• RECORDS TO PROCESS:
- - -

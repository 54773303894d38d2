//! ---
//! keel_section: "05-lifecycle-orchestration"
//! keel_subsection: "module"
//! keel_type: "source"
//! keel_scope: "code"
//! keel_description: "Dependency-aware lifecycle engine for runtime modules."
//! keel_version: "v0.0.0-prealpha"
//! keel_owner: "tbd"
//! ---
use std::fmt;
use std::sync::Arc;

use indexmap::IndexSet;
use keel_common::{LifecycleConfig, MissingActionPolicy, Topic};
use keel_persistence::{LifecycleState, LifecycleStore};
use parking_lot::{Mutex, ReentrantMutex, RwLock};
use tracing::{debug, error, info, warn};

use crate::ledger::{ErrorLedger, ErrorRecord};
use crate::metrics::LifecycleMetrics;
use crate::module::{ModuleSpec, Phase};
use crate::registry::ModuleRegistry;
use crate::resolver;
use crate::{LifecycleError, Result};

/// Engine behaviour switches.
#[derive(Debug, Clone, Copy, Default, PartialEq, Eq)]
pub struct EngineConfig {
    /// What `setup`/`cleanup` do for an explicitly requested module that
    /// declares no such action.
    pub missing_action_policy: MissingActionPolicy,
}

impl From<&LifecycleConfig> for EngineConfig {
    fn from(config: &LifecycleConfig) -> Self {
        Self {
            missing_action_policy: config.missing_action_policy,
        }
    }
}

#[derive(Debug, Default)]
pub(crate) struct EngineState {
    pub(crate) registry: ModuleRegistry,
    pub(crate) started: IndexSet<Topic>,
    pub(crate) ledger: ErrorLedger,
}

/// Drives modules through setup, start, stop, and cleanup in dependency
/// order.
///
/// Transitions are serialised by a reentrant lock, so a module action may
/// call back into the engine from the same thread. The state mutex is never
/// held while an action runs.
pub struct LifecycleEngine {
    pub(crate) op_lock: ReentrantMutex<()>,
    pub(crate) state: Mutex<EngineState>,
    store: RwLock<Option<Arc<dyn LifecycleStore>>>,
    config: EngineConfig,
    metrics: Option<LifecycleMetrics>,
}

impl LifecycleEngine {
    /// Engine with default configuration and no lifecycle store.
    pub fn new() -> Self {
        Self::with_config(EngineConfig::default())
    }

    /// Engine with `config` and no lifecycle store.
    pub fn with_config(config: EngineConfig) -> Self {
        Self {
            op_lock: ReentrantMutex::new(()),
            state: Mutex::new(EngineState::default()),
            store: RwLock::new(None),
            config,
            metrics: None,
        }
    }

    /// Bind a lifecycle store.
    pub fn with_lifecycle_store(self, store: Arc<dyn LifecycleStore>) -> Self {
        *self.store.write() = Some(store);
        self
    }

    /// Attach metrics.
    pub fn with_metrics(mut self, metrics: LifecycleMetrics) -> Self {
        self.metrics = Some(metrics);
        self
    }

    /// Active configuration.
    pub fn config(&self) -> EngineConfig {
        self.config
    }

    /// Currently bound lifecycle store.
    pub fn store(&self) -> Option<Arc<dyn LifecycleStore>> {
        self.store.read().clone()
    }

    /// Replace the bound store, returning the previous binding.
    ///
    /// Waits for any transition in progress on another thread.
    pub fn set_store(
        &self,
        store: Option<Arc<dyn LifecycleStore>>,
    ) -> Option<Arc<dyn LifecycleStore>> {
        let _op = self.op_lock.lock();
        std::mem::replace(&mut *self.store.write(), store)
    }

    /// Run `f` with `store` bound, restoring the previous binding afterwards.
    ///
    /// Other threads cannot run transitions until `f` returns, so they never
    /// observe the scoped store.
    pub fn with_store<T>(&self, store: Arc<dyn LifecycleStore>, f: impl FnOnce(&Self) -> T) -> T {
        let _op = self.op_lock.lock();
        let previous = self.set_store(Some(store));
        let _restore = RestoreStore {
            engine: self,
            previous: Some(previous),
        };
        f(self)
    }

    /// Add or replace the module for `topic`.
    ///
    /// Dependencies need not be registered yet; they are resolved when an
    /// operation runs.
    pub fn register(&self, topic: impl Into<Topic>, spec: ModuleSpec) -> Result<()> {
        let _op = self.op_lock.lock();
        let topic = topic.into();
        self.state.lock().registry.register(topic, spec)?;
        Ok(())
    }

    /// Whether `topic` is currently started.
    pub fn is_started(&self, topic: &Topic) -> bool {
        self.state.lock().started.contains(topic)
    }

    /// Start `topic` after its dependencies, running its one-time setup first
    /// when a store is bound and setup has not completed.
    ///
    /// Every module is started at most once; starting a started module is a
    /// no-op. Missing dependencies and cycles are reported before any action
    /// runs.
    pub fn start(&self, topic: impl Into<Topic>) -> Result<()> {
        let _op = self.op_lock.lock();
        let topic = topic.into();
        if self.is_started(&topic) {
            debug!(%topic, "module already started");
            return Ok(());
        }
        self.validate_dependencies(&topic)?;
        self.start_module(&topic)
    }

    /// Stop `topic`. Dependencies and dependents are left alone.
    ///
    /// A failing stop action leaves the module started.
    pub fn stop(&self, topic: impl Into<Topic>) -> Result<()> {
        let _op = self.op_lock.lock();
        let topic = topic.into();
        self.spec(&topic)?;
        self.stop_module(&topic)
    }

    /// Stop then start `topic`.
    pub fn restart(&self, topic: impl Into<Topic>) -> Result<()> {
        let _op = self.op_lock.lock();
        let topic = topic.into();
        self.stop(&topic)?;
        self.start(&topic)
    }

    /// Stop every started module in reverse start order, halting at the
    /// first failure.
    pub fn stop_all(&self) -> Result<()> {
        let _op = self.op_lock.lock();
        let started: Vec<Topic> = self.state.lock().started.iter().rev().cloned().collect();
        for topic in started {
            self.stop_module(&topic)?;
        }
        Ok(())
    }

    /// Run one-time setup for each topic, after setting up and starting its
    /// dependencies. Completion is recorded in the lifecycle store.
    ///
    /// Every requested topic is validated before anything runs.
    pub fn setup<I, T>(&self, topics: I) -> Result<()>
    where
        I: IntoIterator<Item = T>,
        T: Into<Topic>,
    {
        let _op = self.op_lock.lock();
        let store = self.require_store()?;
        let topics: Vec<Topic> = topics.into_iter().map(Into::into).collect();
        for topic in &topics {
            self.validate_dependencies(topic)?;
            let spec = self.spec(topic)?;
            if !spec.has_setup() && self.config.missing_action_policy == MissingActionPolicy::Strict
            {
                return Err(LifecycleError::ModuleHasNoSetupFunction(topic.clone()));
            }
        }
        for topic in &topics {
            self.setup_module(topic, &store)?;
        }
        Ok(())
    }

    /// Undo `topic`'s setup, cleaning up every module that depends on it
    /// first. Completion is recorded in the lifecycle store after the
    /// cleanup action has run.
    pub fn cleanup(&self, topic: impl Into<Topic>) -> Result<()> {
        let _op = self.op_lock.lock();
        let store = self.require_store()?;
        let topic = topic.into();
        let spec = self.spec(&topic)?;
        if !spec.has_cleanup() && self.config.missing_action_policy == MissingActionPolicy::Strict {
            return Err(LifecycleError::ModuleHasNoCleanupFunction(topic));
        }
        self.validate_dependents(&topic)?;
        self.cleanup_module(&topic, &store)
    }

    fn start_module(&self, topic: &Topic) -> Result<()> {
        if self.is_started(topic) {
            return Ok(());
        }
        let spec = self.spec(topic)?;
        let result = self.start_steps(topic, &spec);
        self.recorded(topic, result)
    }

    fn start_steps(&self, topic: &Topic, spec: &ModuleSpec) -> Result<()> {
        if spec.has_setup() {
            if let Some(store) = self.store() {
                if !store.read(topic)?.setup_complete {
                    debug!(%topic, "setup incomplete; running setup before start");
                    self.setup_module(topic, &store)?;
                }
            }
        }
        for dependency in spec.dependencies() {
            self.start_module(dependency)?;
        }
        // setup may already have started this module through a reentrant call
        if self.is_started(topic) {
            return Ok(());
        }
        self.invoke(topic, spec, Phase::Start)?;
        let count = {
            let mut state = self.state.lock();
            state.started.insert(topic.clone());
            state.started.len()
        };
        if let Some(metrics) = &self.metrics {
            metrics.set_started(count);
        }
        info!(%topic, "module started");
        Ok(())
    }

    fn stop_module(&self, topic: &Topic) -> Result<()> {
        if !self.is_started(topic) {
            debug!(%topic, "module not started; nothing to stop");
            return Ok(());
        }
        let spec = self.spec(topic)?;
        let result = self.invoke(topic, &spec, Phase::Stop);
        self.recorded(topic, result)?;
        let count = {
            let mut state = self.state.lock();
            state.started.shift_remove(topic);
            state.started.len()
        };
        if let Some(metrics) = &self.metrics {
            metrics.set_started(count);
        }
        info!(%topic, "module stopped");
        Ok(())
    }

    fn setup_module(&self, topic: &Topic, store: &Arc<dyn LifecycleStore>) -> Result<()> {
        let spec = self.spec(topic)?;
        let result = self.setup_steps(topic, &spec, store);
        self.recorded(topic, result)
    }

    fn setup_steps(
        &self,
        topic: &Topic,
        spec: &ModuleSpec,
        store: &Arc<dyn LifecycleStore>,
    ) -> Result<()> {
        for dependency in spec.dependencies() {
            if !store.read(dependency)?.setup_complete {
                self.setup_module(dependency, store)?;
            }
        }
        for dependency in spec.dependencies() {
            self.start_module(dependency)?;
        }
        if store.read(topic)?.setup_complete {
            debug!(%topic, "setup already complete");
            return Ok(());
        }
        if spec.has_setup() {
            self.invoke(topic, spec, Phase::Setup)?;
        } else {
            debug!(%topic, "no setup action declared; recording setup as complete");
        }
        store.write(topic, LifecycleState::SET_UP)?;
        info!(%topic, "module setup complete");
        Ok(())
    }

    fn cleanup_module(&self, topic: &Topic, store: &Arc<dyn LifecycleStore>) -> Result<()> {
        let spec = self.spec(topic)?;
        let result = self.cleanup_steps(topic, &spec, store);
        self.recorded(topic, result)
    }

    fn cleanup_steps(
        &self,
        topic: &Topic,
        spec: &ModuleSpec,
        store: &Arc<dyn LifecycleStore>,
    ) -> Result<()> {
        let dependents = self.state.lock().registry.dependents_of(topic);
        for dependent in dependents {
            if !store.read(&dependent)?.cleanup_complete {
                self.cleanup_module(&dependent, store)?;
            }
        }
        self.stop_module(topic)?;
        if spec.has_cleanup() {
            self.invoke(topic, spec, Phase::Cleanup)?;
        } else {
            debug!(%topic, "no cleanup action declared; recording cleanup as complete");
        }
        store.write(topic, LifecycleState::CLEANED_UP)?;
        info!(%topic, "module cleanup complete");
        Ok(())
    }

    fn invoke(&self, topic: &Topic, spec: &ModuleSpec, phase: Phase) -> Result<()> {
        let Some(action) = spec.action(phase) else {
            return Ok(());
        };
        debug!(%topic, %phase, "running module action");
        match action() {
            Ok(()) => {
                if let Some(metrics) = &self.metrics {
                    metrics.record_action(topic, phase);
                }
                Ok(())
            }
            Err(source) => {
                if let Some(metrics) = &self.metrics {
                    metrics.record_failure(topic, phase);
                }
                error!(%topic, %phase, error = %format!("{source:#}"), "module action failed");
                Err(LifecycleError::ActionFailed {
                    topic: topic.clone(),
                    phase,
                    source,
                })
            }
        }
    }

    /// Write runtime failures of `topic` to the error ledger.
    fn recorded<T>(&self, topic: &Topic, result: Result<T>) -> Result<T> {
        if let Err(err) = &result {
            if !err.is_validation() {
                warn!(%topic, error = %err, "recording module failure");
                self.state
                    .lock()
                    .ledger
                    .record(topic, ErrorRecord::from_error(err));
            }
        }
        result
    }

    pub(crate) fn spec(&self, topic: &Topic) -> Result<ModuleSpec> {
        self.state
            .lock()
            .registry
            .get(topic)
            .cloned()
            .ok_or_else(|| LifecycleError::ModuleNotRegistered(topic.clone()))
    }

    fn require_store(&self) -> Result<Arc<dyn LifecycleStore>> {
        self.store().ok_or(LifecycleError::NoStoreConfigured)
    }

    /// `topic` is registered, its transitive dependencies exist, and they
    /// form no cycle.
    fn validate_dependencies(&self, topic: &Topic) -> Result<()> {
        let modules = self.state.lock().registry.dependency_map();
        let closure = resolver::dependency_closure(&modules, topic)?;
        resolver::topological_order(&resolver::subgraph(&modules, &closure))?;
        Ok(())
    }

    /// The modules cleanup would recurse into form no cycle.
    fn validate_dependents(&self, topic: &Topic) -> Result<()> {
        let modules = self.state.lock().registry.dependency_map();
        let closure = resolver::dependents_closure(&modules, topic);
        resolver::topological_order(&resolver::subgraph(&modules, &closure))?;
        Ok(())
    }
}

impl Default for LifecycleEngine {
    fn default() -> Self {
        Self::new()
    }
}

impl fmt::Debug for LifecycleEngine {
    fn fmt(&self, f: &mut fmt::Formatter<'_>) -> fmt::Result {
        let state = self.state.lock();
        f.debug_struct("LifecycleEngine")
            .field("modules", &state.registry.len())
            .field("started", &state.started.len())
            .field("store_bound", &self.store.read().is_some())
            .field("config", &self.config)
            .finish()
    }
}

struct RestoreStore<'a> {
    engine: &'a LifecycleEngine,
    previous: Option<Option<Arc<dyn LifecycleStore>>>,
}

impl Drop for RestoreStore<'_> {
    fn drop(&mut self) {
        if let Some(previous) = self.previous.take() {
            self.engine.set_store(previous);
        }
    }
}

- - -

Count the lines of the data that hold the word "running". Report the count and nothing more.

3